• _RECORDS FOR THE TASK_
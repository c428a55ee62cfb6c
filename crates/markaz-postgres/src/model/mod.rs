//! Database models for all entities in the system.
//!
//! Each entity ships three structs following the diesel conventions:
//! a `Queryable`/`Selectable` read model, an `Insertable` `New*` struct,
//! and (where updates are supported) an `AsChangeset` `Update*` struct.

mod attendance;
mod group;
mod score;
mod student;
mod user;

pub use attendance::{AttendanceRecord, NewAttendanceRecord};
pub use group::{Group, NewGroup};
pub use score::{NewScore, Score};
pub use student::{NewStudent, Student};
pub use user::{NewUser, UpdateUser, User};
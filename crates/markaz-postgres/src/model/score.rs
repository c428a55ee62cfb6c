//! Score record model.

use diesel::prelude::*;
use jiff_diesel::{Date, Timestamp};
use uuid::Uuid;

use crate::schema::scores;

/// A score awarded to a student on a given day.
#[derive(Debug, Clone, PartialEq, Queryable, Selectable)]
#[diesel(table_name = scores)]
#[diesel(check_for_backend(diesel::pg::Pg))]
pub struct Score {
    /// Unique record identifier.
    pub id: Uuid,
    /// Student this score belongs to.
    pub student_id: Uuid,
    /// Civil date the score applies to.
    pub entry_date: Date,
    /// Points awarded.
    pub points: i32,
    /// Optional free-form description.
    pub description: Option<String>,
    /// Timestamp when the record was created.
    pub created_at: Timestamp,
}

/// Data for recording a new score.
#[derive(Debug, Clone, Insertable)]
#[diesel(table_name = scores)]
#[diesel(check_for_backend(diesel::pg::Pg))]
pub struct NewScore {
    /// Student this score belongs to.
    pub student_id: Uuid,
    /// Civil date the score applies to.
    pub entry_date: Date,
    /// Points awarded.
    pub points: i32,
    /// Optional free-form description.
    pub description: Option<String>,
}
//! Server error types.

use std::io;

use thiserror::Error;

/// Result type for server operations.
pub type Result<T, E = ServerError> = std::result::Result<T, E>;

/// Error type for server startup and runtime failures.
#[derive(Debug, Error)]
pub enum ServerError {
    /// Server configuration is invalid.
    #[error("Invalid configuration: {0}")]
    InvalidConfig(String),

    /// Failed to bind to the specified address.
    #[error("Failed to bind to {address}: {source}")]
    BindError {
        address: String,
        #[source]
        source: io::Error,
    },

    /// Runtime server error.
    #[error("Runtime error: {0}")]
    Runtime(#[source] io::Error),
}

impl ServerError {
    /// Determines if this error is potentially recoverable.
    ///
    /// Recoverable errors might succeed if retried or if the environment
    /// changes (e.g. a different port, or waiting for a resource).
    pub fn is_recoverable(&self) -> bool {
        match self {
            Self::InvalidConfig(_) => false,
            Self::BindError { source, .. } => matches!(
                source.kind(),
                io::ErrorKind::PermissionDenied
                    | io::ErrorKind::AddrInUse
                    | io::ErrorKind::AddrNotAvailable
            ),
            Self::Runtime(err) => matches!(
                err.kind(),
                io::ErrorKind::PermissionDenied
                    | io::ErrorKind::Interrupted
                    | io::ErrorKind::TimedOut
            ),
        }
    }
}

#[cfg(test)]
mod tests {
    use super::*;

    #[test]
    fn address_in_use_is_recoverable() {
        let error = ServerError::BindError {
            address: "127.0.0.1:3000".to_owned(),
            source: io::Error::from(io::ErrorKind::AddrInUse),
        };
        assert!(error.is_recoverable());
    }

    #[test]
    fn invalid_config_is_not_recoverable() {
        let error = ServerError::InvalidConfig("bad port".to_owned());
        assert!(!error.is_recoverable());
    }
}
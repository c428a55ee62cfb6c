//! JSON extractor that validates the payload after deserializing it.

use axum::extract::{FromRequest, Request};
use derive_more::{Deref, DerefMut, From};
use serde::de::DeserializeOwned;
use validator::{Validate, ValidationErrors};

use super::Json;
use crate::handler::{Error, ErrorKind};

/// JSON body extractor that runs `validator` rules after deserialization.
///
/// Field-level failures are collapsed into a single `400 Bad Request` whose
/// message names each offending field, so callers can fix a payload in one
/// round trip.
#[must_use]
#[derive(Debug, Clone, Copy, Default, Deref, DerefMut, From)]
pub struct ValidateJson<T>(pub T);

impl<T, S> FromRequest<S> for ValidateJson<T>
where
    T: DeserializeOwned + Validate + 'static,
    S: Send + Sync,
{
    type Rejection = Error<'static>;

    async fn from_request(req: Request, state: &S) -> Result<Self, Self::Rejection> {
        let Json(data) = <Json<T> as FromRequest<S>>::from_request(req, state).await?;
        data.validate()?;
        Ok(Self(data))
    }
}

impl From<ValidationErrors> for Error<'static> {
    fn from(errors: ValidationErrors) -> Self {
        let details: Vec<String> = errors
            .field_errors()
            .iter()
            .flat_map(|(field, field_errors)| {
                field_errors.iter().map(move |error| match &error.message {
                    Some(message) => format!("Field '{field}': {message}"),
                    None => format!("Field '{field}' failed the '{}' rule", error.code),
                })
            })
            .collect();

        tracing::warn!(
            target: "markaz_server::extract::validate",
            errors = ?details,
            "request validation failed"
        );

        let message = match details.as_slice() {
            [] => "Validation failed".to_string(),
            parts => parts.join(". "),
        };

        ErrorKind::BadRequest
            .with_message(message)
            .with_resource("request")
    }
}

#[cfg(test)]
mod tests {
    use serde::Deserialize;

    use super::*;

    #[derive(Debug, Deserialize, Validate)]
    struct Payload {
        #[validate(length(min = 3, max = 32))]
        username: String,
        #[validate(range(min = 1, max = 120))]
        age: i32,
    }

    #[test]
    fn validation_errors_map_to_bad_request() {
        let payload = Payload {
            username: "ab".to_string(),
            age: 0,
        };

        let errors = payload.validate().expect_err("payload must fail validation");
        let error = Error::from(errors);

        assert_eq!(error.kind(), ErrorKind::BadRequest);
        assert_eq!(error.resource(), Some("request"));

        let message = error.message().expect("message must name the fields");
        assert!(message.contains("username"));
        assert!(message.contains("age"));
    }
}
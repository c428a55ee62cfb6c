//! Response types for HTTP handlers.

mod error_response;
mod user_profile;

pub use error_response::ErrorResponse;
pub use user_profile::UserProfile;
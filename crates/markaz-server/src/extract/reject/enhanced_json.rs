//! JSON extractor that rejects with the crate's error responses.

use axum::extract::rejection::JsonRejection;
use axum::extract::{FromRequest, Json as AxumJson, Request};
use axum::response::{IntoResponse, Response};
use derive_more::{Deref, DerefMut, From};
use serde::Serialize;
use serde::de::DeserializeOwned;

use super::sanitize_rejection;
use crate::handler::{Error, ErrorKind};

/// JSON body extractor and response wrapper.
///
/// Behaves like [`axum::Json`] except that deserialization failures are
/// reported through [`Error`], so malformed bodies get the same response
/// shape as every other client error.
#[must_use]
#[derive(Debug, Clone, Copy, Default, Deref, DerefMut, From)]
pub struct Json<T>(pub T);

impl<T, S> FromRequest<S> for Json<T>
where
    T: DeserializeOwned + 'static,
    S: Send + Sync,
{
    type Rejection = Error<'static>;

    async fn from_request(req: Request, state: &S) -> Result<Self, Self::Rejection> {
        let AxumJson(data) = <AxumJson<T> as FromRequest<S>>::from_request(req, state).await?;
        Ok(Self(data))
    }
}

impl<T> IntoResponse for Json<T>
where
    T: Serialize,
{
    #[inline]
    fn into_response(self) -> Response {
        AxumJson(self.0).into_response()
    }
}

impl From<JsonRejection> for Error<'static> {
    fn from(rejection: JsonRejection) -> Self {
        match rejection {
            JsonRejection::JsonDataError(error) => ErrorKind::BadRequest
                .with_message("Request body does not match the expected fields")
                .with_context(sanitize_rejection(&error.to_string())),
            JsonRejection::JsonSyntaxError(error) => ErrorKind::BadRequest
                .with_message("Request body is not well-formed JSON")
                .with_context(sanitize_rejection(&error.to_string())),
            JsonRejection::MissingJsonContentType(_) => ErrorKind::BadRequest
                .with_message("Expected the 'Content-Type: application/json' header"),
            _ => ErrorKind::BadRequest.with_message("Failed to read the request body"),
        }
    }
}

==

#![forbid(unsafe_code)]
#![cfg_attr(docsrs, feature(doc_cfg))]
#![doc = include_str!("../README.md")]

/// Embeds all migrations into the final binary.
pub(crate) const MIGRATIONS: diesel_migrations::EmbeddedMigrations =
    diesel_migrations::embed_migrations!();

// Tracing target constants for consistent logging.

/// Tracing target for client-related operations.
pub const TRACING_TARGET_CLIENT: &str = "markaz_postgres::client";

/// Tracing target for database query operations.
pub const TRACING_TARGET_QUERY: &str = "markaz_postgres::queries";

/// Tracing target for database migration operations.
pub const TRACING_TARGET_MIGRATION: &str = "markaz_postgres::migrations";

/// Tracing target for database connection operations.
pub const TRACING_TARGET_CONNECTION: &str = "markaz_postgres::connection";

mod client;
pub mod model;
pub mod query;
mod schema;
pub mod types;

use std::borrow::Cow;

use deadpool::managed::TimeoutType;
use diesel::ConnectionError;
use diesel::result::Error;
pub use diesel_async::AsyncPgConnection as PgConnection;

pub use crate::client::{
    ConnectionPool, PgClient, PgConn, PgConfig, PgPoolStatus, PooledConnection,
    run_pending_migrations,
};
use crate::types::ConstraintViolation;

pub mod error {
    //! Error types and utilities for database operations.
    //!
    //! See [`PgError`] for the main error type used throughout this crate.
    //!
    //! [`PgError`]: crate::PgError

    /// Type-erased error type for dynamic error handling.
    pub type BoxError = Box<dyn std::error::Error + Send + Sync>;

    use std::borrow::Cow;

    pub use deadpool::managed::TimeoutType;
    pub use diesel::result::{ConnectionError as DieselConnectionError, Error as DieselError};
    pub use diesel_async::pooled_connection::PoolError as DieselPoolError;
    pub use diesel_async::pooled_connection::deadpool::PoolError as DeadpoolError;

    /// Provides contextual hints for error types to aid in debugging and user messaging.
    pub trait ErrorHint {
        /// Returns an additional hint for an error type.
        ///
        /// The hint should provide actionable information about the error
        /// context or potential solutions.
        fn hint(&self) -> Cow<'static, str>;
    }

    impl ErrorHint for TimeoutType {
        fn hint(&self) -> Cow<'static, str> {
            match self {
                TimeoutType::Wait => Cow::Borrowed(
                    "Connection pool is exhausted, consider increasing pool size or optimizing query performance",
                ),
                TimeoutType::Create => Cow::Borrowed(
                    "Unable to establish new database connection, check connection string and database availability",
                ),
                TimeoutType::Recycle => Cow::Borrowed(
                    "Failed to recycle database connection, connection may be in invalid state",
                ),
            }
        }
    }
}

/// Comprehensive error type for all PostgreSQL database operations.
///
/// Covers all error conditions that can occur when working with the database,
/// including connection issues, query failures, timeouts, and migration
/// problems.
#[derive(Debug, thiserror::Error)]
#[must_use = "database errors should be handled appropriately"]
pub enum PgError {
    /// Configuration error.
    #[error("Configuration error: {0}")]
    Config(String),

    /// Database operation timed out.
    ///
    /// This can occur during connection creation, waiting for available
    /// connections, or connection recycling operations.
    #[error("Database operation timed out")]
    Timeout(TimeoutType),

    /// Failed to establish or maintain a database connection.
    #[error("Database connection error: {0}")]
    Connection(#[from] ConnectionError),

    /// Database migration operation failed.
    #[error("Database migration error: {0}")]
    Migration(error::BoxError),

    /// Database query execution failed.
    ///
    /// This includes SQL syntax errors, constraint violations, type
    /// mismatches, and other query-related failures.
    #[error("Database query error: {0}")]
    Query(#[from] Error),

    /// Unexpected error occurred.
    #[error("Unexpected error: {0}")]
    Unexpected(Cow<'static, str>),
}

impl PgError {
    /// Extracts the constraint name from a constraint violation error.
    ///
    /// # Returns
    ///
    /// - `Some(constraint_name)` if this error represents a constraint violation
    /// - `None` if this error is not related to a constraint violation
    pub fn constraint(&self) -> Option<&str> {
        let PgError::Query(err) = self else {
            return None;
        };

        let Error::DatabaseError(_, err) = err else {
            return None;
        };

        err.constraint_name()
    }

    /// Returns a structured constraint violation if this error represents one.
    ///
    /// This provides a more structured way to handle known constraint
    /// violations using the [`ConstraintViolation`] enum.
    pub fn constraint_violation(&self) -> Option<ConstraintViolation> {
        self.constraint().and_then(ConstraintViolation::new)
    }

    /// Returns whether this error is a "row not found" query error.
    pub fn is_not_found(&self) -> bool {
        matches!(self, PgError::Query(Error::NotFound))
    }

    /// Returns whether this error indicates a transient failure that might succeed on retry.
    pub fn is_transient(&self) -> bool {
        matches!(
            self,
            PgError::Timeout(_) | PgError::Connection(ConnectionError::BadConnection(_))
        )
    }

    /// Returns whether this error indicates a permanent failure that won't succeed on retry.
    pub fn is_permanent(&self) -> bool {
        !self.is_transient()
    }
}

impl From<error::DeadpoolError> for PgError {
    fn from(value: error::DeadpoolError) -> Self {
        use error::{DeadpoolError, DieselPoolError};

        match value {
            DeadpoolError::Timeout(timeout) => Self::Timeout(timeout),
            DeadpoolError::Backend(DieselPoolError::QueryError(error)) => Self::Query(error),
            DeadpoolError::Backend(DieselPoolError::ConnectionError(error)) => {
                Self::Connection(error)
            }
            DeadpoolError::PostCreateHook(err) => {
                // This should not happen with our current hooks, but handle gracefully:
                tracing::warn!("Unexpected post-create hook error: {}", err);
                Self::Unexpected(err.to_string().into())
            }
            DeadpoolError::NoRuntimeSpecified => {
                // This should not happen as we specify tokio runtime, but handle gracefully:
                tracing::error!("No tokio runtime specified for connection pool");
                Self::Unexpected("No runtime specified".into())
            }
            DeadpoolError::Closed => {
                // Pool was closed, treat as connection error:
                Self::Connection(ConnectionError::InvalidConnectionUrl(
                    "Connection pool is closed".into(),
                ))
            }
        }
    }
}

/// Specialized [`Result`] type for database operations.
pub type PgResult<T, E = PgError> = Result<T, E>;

• _DIRECTIONS_
Where does "should" occur in the data? Copy each line that has it.

• _ANSWER TO THIS PROBLEM_
        /// The hint should provide actionable information about the error
#[must_use = "database errors should be handled appropriately"]
                // This should not happen with our current hooks, but handle gracefully:
                // This should not happen as we specify tokio runtime, but handle gracefully:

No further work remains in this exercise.